WHAT NEEDS TO BE DONE
In the records below, find the line with "use std::collections::BTreeMap;" and the line with "pub struct InMemoryFleetStore<C: Clock". Print both exactly, along with every line between them, and no other line.

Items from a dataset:
■ ■ ■ ■ ■ ■ ■
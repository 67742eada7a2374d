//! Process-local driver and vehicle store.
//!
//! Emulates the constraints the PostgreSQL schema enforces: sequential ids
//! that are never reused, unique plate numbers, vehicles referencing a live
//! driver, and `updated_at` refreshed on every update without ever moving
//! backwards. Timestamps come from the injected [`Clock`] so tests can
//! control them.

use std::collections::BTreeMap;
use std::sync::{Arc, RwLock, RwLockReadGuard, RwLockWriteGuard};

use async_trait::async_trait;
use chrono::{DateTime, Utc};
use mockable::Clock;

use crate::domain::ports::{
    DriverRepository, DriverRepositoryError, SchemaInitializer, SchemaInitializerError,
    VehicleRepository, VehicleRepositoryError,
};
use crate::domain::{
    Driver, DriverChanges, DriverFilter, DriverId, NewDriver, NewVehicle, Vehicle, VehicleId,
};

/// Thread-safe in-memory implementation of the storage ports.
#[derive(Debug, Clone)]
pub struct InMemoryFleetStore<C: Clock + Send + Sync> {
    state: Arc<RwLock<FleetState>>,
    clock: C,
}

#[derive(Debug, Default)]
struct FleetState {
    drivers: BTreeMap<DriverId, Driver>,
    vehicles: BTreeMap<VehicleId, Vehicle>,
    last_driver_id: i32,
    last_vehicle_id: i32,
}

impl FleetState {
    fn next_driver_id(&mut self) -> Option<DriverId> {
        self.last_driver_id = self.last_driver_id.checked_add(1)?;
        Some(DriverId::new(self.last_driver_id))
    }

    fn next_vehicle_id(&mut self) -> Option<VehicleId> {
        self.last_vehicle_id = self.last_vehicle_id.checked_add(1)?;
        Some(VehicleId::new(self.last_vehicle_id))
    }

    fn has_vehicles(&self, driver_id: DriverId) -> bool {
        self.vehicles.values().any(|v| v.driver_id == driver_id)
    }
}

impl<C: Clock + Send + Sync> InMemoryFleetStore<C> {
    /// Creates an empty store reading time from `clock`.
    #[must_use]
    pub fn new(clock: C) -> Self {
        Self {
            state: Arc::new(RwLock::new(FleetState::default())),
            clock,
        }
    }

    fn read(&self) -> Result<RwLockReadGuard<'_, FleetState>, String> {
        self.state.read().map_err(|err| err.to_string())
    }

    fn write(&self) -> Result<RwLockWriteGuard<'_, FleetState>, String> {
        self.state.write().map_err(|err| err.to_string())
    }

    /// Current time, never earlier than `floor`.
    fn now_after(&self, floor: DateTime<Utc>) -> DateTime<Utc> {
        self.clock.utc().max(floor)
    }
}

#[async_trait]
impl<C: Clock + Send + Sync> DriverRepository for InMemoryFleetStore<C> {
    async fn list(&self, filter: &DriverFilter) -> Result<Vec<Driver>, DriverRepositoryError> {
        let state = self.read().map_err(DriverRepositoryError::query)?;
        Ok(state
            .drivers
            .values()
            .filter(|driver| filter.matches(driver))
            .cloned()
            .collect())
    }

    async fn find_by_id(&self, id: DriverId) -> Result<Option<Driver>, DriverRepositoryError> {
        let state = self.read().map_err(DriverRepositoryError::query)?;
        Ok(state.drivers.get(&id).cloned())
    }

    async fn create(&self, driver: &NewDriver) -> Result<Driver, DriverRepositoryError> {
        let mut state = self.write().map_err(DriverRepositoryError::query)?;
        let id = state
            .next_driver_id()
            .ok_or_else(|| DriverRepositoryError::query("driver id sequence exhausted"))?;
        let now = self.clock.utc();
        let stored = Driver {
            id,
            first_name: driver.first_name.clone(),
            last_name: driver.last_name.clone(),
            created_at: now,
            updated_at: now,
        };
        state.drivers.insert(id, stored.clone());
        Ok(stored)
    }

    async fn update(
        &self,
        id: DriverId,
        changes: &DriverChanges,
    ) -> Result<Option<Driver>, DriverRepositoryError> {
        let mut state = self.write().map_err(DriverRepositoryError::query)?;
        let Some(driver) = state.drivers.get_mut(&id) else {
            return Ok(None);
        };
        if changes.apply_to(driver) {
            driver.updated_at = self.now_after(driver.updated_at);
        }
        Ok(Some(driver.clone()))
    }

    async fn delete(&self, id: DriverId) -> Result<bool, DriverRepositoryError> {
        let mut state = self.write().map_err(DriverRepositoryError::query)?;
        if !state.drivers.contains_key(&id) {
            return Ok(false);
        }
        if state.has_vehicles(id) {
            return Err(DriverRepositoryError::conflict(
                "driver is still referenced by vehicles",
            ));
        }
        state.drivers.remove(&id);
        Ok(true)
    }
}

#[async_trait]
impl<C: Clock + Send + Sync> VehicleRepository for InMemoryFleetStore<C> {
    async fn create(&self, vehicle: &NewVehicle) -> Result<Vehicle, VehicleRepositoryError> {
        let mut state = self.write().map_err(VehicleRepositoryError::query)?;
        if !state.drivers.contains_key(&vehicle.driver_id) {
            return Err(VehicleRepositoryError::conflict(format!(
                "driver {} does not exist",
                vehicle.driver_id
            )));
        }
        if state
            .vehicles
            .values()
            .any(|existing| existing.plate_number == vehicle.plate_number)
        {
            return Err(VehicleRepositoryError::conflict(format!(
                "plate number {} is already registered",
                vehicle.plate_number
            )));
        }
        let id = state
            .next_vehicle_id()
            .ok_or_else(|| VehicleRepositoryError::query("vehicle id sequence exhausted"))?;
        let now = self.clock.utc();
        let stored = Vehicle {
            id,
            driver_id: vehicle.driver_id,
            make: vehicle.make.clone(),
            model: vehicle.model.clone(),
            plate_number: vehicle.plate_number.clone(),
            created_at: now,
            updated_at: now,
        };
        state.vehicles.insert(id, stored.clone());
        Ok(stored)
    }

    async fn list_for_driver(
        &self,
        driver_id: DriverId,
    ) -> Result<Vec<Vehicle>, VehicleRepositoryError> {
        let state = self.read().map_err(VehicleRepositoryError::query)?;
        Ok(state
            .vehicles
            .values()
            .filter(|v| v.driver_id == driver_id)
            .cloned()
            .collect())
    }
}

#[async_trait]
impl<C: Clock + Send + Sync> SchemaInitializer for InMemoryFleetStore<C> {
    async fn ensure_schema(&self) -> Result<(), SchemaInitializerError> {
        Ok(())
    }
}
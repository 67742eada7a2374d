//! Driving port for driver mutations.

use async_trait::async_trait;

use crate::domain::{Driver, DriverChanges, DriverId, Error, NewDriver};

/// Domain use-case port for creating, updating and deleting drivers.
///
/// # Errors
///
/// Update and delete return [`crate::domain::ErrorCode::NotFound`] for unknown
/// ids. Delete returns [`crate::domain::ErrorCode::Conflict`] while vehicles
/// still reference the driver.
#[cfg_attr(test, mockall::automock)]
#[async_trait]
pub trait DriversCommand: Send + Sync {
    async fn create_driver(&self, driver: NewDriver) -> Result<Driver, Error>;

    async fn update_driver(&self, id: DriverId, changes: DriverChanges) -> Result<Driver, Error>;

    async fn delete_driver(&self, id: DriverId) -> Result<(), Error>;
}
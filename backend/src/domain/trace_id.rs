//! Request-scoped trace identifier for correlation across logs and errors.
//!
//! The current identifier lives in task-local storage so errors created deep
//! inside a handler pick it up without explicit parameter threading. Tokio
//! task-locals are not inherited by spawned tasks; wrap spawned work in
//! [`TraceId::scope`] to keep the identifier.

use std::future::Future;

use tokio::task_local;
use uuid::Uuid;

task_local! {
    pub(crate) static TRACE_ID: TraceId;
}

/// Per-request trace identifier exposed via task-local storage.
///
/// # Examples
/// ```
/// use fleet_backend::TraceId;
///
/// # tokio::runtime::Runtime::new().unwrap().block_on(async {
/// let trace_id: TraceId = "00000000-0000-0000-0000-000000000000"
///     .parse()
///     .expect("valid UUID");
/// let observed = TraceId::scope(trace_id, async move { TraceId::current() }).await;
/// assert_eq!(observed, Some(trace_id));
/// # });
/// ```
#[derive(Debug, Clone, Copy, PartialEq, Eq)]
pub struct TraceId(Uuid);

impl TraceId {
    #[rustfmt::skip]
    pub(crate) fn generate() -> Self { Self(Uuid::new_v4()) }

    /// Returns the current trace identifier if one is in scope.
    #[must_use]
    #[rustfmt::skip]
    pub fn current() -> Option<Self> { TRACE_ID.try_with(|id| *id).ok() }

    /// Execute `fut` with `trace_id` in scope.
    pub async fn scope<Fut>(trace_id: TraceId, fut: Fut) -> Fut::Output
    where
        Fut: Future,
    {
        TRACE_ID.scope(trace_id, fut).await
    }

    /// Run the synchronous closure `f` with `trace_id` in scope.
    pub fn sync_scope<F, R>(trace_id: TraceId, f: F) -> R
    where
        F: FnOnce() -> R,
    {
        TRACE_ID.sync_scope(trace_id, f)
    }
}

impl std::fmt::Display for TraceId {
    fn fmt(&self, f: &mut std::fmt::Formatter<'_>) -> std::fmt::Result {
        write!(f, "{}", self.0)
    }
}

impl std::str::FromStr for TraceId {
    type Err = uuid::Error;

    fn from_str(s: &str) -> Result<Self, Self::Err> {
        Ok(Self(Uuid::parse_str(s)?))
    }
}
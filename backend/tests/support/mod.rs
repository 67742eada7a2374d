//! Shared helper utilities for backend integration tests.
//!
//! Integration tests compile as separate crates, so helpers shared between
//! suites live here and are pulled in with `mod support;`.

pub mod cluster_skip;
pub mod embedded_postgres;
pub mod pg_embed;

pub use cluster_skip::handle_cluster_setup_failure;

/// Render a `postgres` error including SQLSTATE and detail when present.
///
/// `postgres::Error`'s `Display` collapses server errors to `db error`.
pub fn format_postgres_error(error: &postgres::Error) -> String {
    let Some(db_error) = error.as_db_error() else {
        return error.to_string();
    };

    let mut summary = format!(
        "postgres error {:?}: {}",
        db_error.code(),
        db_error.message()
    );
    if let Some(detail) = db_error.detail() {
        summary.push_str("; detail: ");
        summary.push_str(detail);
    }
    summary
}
■ ■ ■ ■ ■ ■ ■
THE ANSWER
use std::collections::BTreeMap;
use std::sync::{Arc, RwLock, RwLockReadGuard, RwLockWriteGuard};

use async_trait::async_trait;
use chrono::{DateTime, Utc};
use mockable::Clock;

use crate::domain::ports::{
    DriverRepository, DriverRepositoryError, SchemaInitializer, SchemaInitializerError,
    VehicleRepository, VehicleRepositoryError,
};
use crate::domain::{
    Driver, DriverChanges, DriverFilter, DriverId, NewDriver, NewVehicle, Vehicle, VehicleId,
};

/// Thread-safe in-memory implementation of the storage ports.
#[derive(Debug, Clone)]
pub struct InMemoryFleetStore<C: Clock + Send + Sync> {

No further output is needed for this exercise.